Transcribe only part of the material below: the lines from the one containing "pub fn state(&self)" through the one containing "let mut backoff", inclusive, exactly as written.
'''
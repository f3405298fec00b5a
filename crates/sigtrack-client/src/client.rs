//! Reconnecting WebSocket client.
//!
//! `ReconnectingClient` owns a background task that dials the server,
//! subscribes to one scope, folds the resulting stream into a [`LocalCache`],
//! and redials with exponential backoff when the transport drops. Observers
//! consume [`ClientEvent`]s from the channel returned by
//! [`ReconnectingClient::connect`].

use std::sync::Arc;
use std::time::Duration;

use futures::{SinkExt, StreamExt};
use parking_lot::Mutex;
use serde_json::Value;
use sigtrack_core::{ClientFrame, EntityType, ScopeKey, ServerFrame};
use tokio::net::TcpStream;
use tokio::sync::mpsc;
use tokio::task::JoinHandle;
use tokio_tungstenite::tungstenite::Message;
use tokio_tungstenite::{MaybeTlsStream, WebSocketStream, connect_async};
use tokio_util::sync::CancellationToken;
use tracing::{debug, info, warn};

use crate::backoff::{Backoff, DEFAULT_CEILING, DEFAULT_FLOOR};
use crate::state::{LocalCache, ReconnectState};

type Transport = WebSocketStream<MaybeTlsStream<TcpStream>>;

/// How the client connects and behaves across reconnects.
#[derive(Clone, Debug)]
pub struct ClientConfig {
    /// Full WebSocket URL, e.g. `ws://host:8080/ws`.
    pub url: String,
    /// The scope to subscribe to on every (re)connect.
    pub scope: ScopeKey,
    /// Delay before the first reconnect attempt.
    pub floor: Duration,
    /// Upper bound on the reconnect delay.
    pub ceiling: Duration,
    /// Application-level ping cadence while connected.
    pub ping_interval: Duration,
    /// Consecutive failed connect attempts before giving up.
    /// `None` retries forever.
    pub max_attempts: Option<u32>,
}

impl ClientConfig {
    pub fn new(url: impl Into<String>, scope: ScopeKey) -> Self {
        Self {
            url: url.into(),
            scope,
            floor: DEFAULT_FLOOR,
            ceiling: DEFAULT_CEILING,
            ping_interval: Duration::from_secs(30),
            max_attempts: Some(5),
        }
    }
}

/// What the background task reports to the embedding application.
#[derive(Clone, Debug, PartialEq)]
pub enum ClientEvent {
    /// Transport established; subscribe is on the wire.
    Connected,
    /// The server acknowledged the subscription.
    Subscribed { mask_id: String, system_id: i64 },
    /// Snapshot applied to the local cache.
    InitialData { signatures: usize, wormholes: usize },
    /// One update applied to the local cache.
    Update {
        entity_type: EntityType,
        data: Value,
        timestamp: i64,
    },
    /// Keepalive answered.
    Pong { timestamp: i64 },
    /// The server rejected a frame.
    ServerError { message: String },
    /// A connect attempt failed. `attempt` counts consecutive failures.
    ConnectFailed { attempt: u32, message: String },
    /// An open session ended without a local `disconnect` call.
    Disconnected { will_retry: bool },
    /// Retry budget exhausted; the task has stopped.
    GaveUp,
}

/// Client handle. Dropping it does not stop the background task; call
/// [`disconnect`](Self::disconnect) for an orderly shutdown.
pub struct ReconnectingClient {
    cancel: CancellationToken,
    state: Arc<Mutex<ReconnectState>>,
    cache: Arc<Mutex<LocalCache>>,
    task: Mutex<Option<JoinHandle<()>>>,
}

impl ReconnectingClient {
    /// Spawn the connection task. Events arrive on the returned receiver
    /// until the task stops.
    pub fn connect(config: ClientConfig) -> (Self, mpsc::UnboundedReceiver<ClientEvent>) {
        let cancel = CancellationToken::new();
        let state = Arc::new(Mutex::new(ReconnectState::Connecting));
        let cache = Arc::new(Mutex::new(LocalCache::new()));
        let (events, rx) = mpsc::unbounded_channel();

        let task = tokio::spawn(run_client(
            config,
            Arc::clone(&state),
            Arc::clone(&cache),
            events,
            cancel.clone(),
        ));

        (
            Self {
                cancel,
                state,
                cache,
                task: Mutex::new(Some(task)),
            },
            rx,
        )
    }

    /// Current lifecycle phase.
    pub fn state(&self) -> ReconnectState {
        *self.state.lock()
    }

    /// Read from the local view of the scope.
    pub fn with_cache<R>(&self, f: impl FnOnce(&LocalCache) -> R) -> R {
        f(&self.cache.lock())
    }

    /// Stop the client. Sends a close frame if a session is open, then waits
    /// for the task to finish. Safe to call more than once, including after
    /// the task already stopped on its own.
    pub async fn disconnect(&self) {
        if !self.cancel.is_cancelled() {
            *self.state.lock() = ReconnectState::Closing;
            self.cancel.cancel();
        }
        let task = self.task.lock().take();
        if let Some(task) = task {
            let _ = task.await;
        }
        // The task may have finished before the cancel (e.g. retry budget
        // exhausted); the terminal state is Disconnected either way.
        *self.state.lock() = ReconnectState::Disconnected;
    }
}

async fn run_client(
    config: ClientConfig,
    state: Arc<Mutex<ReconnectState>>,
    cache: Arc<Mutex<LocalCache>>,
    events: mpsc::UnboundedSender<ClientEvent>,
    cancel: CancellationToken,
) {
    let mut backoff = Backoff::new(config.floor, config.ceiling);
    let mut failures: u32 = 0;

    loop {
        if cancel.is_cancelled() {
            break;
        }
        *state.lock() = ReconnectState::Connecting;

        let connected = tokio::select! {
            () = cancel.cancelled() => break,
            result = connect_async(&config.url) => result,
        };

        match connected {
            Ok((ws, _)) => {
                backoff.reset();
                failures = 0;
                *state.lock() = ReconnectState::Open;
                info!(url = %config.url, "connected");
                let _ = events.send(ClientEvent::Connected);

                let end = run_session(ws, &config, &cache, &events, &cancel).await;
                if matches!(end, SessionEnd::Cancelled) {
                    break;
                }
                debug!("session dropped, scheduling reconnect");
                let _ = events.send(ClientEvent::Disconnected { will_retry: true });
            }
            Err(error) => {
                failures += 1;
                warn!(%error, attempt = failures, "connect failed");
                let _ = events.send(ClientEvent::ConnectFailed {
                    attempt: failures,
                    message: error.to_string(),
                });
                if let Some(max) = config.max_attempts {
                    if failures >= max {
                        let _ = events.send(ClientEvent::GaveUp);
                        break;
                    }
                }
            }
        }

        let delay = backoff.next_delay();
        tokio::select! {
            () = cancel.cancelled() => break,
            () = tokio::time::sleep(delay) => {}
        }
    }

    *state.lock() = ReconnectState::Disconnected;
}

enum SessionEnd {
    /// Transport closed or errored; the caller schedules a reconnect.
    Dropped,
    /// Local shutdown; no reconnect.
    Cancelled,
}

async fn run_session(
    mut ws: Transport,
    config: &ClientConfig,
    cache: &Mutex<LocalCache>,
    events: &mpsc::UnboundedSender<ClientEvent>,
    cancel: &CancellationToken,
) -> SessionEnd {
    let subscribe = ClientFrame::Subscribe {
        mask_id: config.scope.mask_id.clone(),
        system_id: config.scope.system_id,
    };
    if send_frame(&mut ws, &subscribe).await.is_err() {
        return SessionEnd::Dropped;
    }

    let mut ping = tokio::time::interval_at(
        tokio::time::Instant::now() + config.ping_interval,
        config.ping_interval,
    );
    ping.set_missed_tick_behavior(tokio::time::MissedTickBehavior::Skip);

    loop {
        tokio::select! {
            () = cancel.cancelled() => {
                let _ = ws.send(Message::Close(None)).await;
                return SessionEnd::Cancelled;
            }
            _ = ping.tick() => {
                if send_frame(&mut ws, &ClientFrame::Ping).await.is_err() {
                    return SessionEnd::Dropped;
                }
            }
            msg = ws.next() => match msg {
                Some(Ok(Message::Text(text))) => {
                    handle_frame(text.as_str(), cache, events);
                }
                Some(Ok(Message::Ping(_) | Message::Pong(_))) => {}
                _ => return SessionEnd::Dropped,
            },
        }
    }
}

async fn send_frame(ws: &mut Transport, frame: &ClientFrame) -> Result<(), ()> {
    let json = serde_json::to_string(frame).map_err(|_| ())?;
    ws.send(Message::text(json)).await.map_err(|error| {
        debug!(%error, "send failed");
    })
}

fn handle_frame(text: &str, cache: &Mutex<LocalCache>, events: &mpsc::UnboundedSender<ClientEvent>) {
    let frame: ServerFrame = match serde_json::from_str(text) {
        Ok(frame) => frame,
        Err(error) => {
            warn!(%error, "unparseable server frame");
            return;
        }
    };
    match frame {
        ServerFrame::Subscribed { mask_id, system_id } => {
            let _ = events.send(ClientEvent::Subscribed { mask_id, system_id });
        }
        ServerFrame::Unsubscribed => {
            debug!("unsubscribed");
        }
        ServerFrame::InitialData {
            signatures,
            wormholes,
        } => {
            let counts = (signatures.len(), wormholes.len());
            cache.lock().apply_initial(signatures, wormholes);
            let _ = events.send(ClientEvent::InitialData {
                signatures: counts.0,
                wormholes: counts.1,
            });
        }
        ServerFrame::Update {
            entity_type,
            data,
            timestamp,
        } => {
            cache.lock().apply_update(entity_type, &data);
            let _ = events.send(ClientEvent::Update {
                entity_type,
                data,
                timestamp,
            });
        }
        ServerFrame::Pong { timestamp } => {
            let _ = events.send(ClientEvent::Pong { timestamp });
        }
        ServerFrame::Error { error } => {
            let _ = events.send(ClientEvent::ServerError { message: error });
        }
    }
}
'''
'''
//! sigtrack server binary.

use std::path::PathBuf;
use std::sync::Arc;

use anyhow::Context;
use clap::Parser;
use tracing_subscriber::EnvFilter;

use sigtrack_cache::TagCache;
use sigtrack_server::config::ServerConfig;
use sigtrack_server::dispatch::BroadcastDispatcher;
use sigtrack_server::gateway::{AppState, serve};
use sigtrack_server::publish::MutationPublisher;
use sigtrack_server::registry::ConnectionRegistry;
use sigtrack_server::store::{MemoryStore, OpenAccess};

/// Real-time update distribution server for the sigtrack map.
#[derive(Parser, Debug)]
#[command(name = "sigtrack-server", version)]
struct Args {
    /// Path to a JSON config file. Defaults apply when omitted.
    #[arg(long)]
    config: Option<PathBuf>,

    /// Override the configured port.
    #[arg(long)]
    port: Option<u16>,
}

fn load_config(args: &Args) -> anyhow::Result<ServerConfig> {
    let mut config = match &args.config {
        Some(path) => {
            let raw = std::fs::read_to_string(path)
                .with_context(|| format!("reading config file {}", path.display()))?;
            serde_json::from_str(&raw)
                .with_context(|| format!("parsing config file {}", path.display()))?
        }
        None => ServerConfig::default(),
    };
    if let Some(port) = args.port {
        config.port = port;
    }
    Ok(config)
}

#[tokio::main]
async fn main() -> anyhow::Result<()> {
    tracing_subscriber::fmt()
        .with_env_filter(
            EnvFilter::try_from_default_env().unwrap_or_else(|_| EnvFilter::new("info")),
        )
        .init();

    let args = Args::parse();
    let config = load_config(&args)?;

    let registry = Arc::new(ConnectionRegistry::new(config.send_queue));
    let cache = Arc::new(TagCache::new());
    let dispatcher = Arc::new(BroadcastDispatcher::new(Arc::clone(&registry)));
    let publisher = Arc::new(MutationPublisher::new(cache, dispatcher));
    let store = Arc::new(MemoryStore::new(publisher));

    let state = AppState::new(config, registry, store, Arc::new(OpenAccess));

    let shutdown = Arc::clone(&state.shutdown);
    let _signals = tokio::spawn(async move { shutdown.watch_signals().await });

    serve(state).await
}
'''
Result for this exercise:
    pub fn state(&self) -> ReconnectState {
        *self.state.lock()
    }

    /// Read from the local view of the scope.
    pub fn with_cache<R>(&self, f: impl FnOnce(&LocalCache) -> R) -> R {
        f(&self.cache.lock())
    }

    /// Stop the client. Sends a close frame if a session is open, then waits
    /// for the task to finish. Safe to call more than once, including after
    /// the task already stopped on its own.
    pub async fn disconnect(&self) {
        if !self.cancel.is_cancelled() {
            *self.state.lock() = ReconnectState::Closing;
            self.cancel.cancel();
        }
        let task = self.task.lock().take();
        if let Some(task) = task {
            let _ = task.await;
        }
        // The task may have finished before the cancel (e.g. retry budget
        // exhausted); the terminal state is Disconnected either way.
        *self.state.lock() = ReconnectState::Disconnected;
    }
}

async fn run_client(
    config: ClientConfig,
    state: Arc<Mutex<ReconnectState>>,
    cache: Arc<Mutex<LocalCache>>,
    events: mpsc::UnboundedSender<ClientEvent>,
    cancel: CancellationToken,
) {
    let mut backoff = Backoff::new(config.floor, config.ceiling);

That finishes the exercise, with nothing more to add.